## Brief:
Say how many lines in the records hold the word "existing", and give nothing but that number.

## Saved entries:
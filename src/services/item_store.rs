//! Inventory Item Store
//!
//! Uniform access to the nine per-type inventory unit tables. The tables are
//! heterogeneous at the SQL level, so every operation dispatches on the
//! closed [`AssetType`] tag; the `per_type!` macro expands one body per
//! entity module so call sites never repeat the nine-way branch.

use chrono::{DateTime, Utc};
use sea_orm::sea_query::Expr;
use sea_orm::{
    ActiveModelTrait, ColumnTrait, Condition, ConnectionTrait, EntityTrait, PaginatorTrait,
    QueryFilter, QueryOrder, Set, TransactionTrait,
};
use serde::{Deserialize, Serialize};
use std::collections::HashMap;
use std::sync::Arc;
use strum::{Display, EnumIter, EnumString};
use tracing::{info, instrument};
use utoipa::ToSchema;
use uuid::Uuid;
use validator::Validate;

use crate::db::DbPool;
use crate::entities::{
    barcode, desktop, laptop, mobile, printer, scanner1, scanner2, scanner3, tablet,
};
use crate::errors::ServiceError;
use crate::events::{Event, EventSender};
use crate::services::catalog;

/// Remarks sentinel carried over from the source data: "Yes" marks a unit
/// damaged, "No" (or NULL) marks it sound.
pub const DAMAGED: &str = "Yes";
pub const REPAIRED: &str = "No";

/// Closed discriminator over the nine inventory unit tables.
#[derive(
    Debug,
    Clone,
    Copy,
    PartialEq,
    Eq,
    Hash,
    Serialize,
    Deserialize,
    Display,
    EnumIter,
    EnumString,
    ToSchema,
)]
#[serde(rename_all = "lowercase")]
#[strum(serialize_all = "lowercase", ascii_case_insensitive)]
pub enum AssetType {
    Laptop,
    Mobile,
    Tablet,
    Desktop,
    Printer,
    Scanner1,
    Scanner2,
    Scanner3,
    Barcode,
}

impl AssetType {
    pub fn as_str(&self) -> &'static str {
        match self {
            AssetType::Laptop => "laptop",
            AssetType::Mobile => "mobile",
            AssetType::Tablet => "tablet",
            AssetType::Desktop => "desktop",
            AssetType::Printer => "printer",
            AssetType::Scanner1 => "scanner1",
            AssetType::Scanner2 => "scanner2",
            AssetType::Scanner3 => "scanner3",
            AssetType::Barcode => "barcode",
        }
    }

    /// Parses a stored or client-supplied tag ("laptop", "scanner3", ...).
    pub fn parse(s: &str) -> Option<Self> {
        s.parse().ok()
    }

    /// Maps a free-text catalog category name to its type tag via
    /// case-insensitive substring matching. "Barcode Scanners" must win over
    /// the scanner checks, and "Scanner3(OMR Scanner)" over plain "scanner".
    /// `None` is an error condition for callers, never silently ignored.
    pub fn from_category_name(name: &str) -> Option<Self> {
        let name = name.to_ascii_lowercase();
        if name.contains("laptop") {
            Some(AssetType::Laptop)
        } else if name.contains("mobile") {
            Some(AssetType::Mobile)
        } else if name.contains("tablet") {
            Some(AssetType::Tablet)
        } else if name.contains("desktop") {
            Some(AssetType::Desktop)
        } else if name.contains("printer") {
            Some(AssetType::Printer)
        } else if name.contains("barcode") {
            Some(AssetType::Barcode)
        } else if name.contains("scanner1") {
            Some(AssetType::Scanner1)
        } else if name.contains("scanner2") {
            Some(AssetType::Scanner2)
        } else if name.contains("scanner3") {
            Some(AssetType::Scanner3)
        } else {
            None
        }
    }
}

/// Expands `$body!(module)` once per unit table, selected by the tag.
macro_rules! per_type {
    ($ty:expr, $body:ident) => {
        match $ty {
            AssetType::Laptop => $body!(laptop),
            AssetType::Mobile => $body!(mobile),
            AssetType::Tablet => $body!(tablet),
            AssetType::Desktop => $body!(desktop),
            AssetType::Printer => $body!(printer),
            AssetType::Scanner1 => $body!(scanner1),
            AssetType::Scanner2 => $body!(scanner2),
            AssetType::Scanner3 => $body!(scanner3),
            AssetType::Barcode => $body!(barcode),
        }
    };
}
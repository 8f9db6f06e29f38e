//! Asset Catalog
//!
//! Logical categories with a derived available quantity. The quantity is
//! never stored: it is recomputed from the unit tables on every read and
//! floored at zero, so it can never drift from the source of truth.

use chrono::{DateTime, Utc};
use sea_orm::{ActiveModelTrait, ConnectionTrait, EntityTrait, QueryOrder, Set};
use serde::{Deserialize, Serialize};
use std::sync::Arc;
use tracing::instrument;
use utoipa::ToSchema;
use uuid::Uuid;

use crate::db::DbPool;
use crate::entities::asset;
use crate::errors::ServiceError;
use crate::services::item_store::{self, AssetType};

/// Catalog entry projected for API responses.
#[derive(Debug, Clone, Serialize, Deserialize, ToSchema)]
pub struct AssetSummary {
    pub id: Uuid,
    pub name: String,
    pub pre_code: String,
    /// Units currently available for assignment (total − assigned, floor 0).
    pub quantity: u64,
    pub created_at: DateTime<Utc>,
}

/// Derives a tag prefix from a category name: the first three alphabetic
/// characters, uppercased ("Laptops" → "LAP").
fn derive_pre_code(name: &str) -> String {
    let code: String = name
        .chars()
        .filter(|c| c.is_ascii_alphabetic())
        .take(3)
        .collect();
    if code.is_empty() {
        "AST".to_string()
    } else {
        code.to_ascii_uppercase()
    }
}

/// Finds a category by name (case-insensitive), creating it when absent.
/// Used by unit registration; runs on the caller's connection so it can
/// participate in a transaction.
pub async fn find_or_create_by_name<C: ConnectionTrait>(
    conn: &C,
    name: &str,
) -> Result<asset::Model, ServiceError> {
    let name = name.trim();
    if name.is_empty() {
        return Err(ServiceError::BadRequest(
            "Asset category name must not be empty".to_string(),
        ));
    }

    let existing = asset::Entity::find()
        .all(conn)
        .await
        .map_err(ServiceError::db_error)?
        .into_iter()
        .find(|a| a.name.eq_ignore_ascii_case(name));

    if let Some(found) = existing {
        return Ok(found);
    }

    let active = asset::ActiveModel {
        name: Set(name.to_string()),
        pre_code: Set(derive_pre_code(name)),
        ..Default::default()
    };
    active.insert(conn).await.map_err(ServiceError::db_error)
}

/// Finds a category by name without creating it.
pub async fn find_by_name<C: ConnectionTrait>(
    conn: &C,
    name: &str,
) -> Result<Option<asset::Model>, ServiceError> {
    let name = name.trim();
    Ok(asset::Entity::find()
        .all(conn)
        .await
        .map_err(ServiceError::db_error)?
        .into_iter()
        .find(|a| a.name.eq_ignore_ascii_case(name)))
}

/// Available quantity for a category's normalized type.
pub async fn quantity<C: ConnectionTrait>(
    conn: &C,
    ty: AssetType,
) -> Result<u64, ServiceError> {
    let total = item_store::count_units(conn, ty).await?;
    let assigned = item_store::count_assigned(conn, ty).await?;
    Ok(total.saturating_sub(assigned))
}

/// Read-side service over the catalog.
#[derive(Clone)]
pub struct CatalogService {
    db_pool: Arc<DbPool>,
}

impl CatalogService {
    pub fn new(db_pool: Arc<DbPool>) -> Self {
        Self { db_pool }
    }

    /// Lists categories with their derived quantity. Categories whose name
    /// does not normalize to a known type have no unit table and list as
    /// zero.
    #[instrument(skip(self))]
    pub async fn list_assets(&self) -> Result<Vec<AssetSummary>, ServiceError> {
        let db = &*self.db_pool;

        let categories = asset::Entity::find()
            .order_by_asc(asset::Column::Name)
            .all(db)
            .await
            .map_err(ServiceError::db_error)?;

        let mut summaries = Vec::with_capacity(categories.len());
        for category in categories {
            let available = match AssetType::from_category_name(&category.name) {
                Some(ty) => quantity(db, ty).await?,
                None => 0,
            };
            summaries.push(AssetSummary {
                id: category.id,
                name: category.name,
                pre_code: category.pre_code,
                quantity: available,
                created_at: category.created_at,
            });
        }

        Ok(summaries)
    }

    pub async fn get_asset(&self, id: Uuid) -> Result<AssetSummary, ServiceError> {
        let db = &*self.db_pool;
        let category = asset::Entity::find_by_id(id)
            .one(db)
            .await
            .map_err(ServiceError::db_error)?
            .ok_or_else(|| ServiceError::NotFound(format!("Asset category {} not found", id)))?;

        let available = match AssetType::from_category_name(&category.name) {
            Some(ty) => quantity(db, ty).await?,
            None => 0,
        };

        Ok(AssetSummary {
            id: category.id,
            name: category.name,
            pre_code: category.pre_code,
            quantity: available,
            created_at: category.created_at,
        })
    }
}

#[cfg(test)]
mod tests {
    use super::*;

    #[test]
    fn pre_codes_derive_from_names() {
        assert_eq!(derive_pre_code("Laptops"), "LAP");
        assert_eq!(derive_pre_code("Barcode Scanners"), "BAR");
        assert_eq!(derive_pre_code("  42  "), "AST");
    }
}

## Reply to the task:
2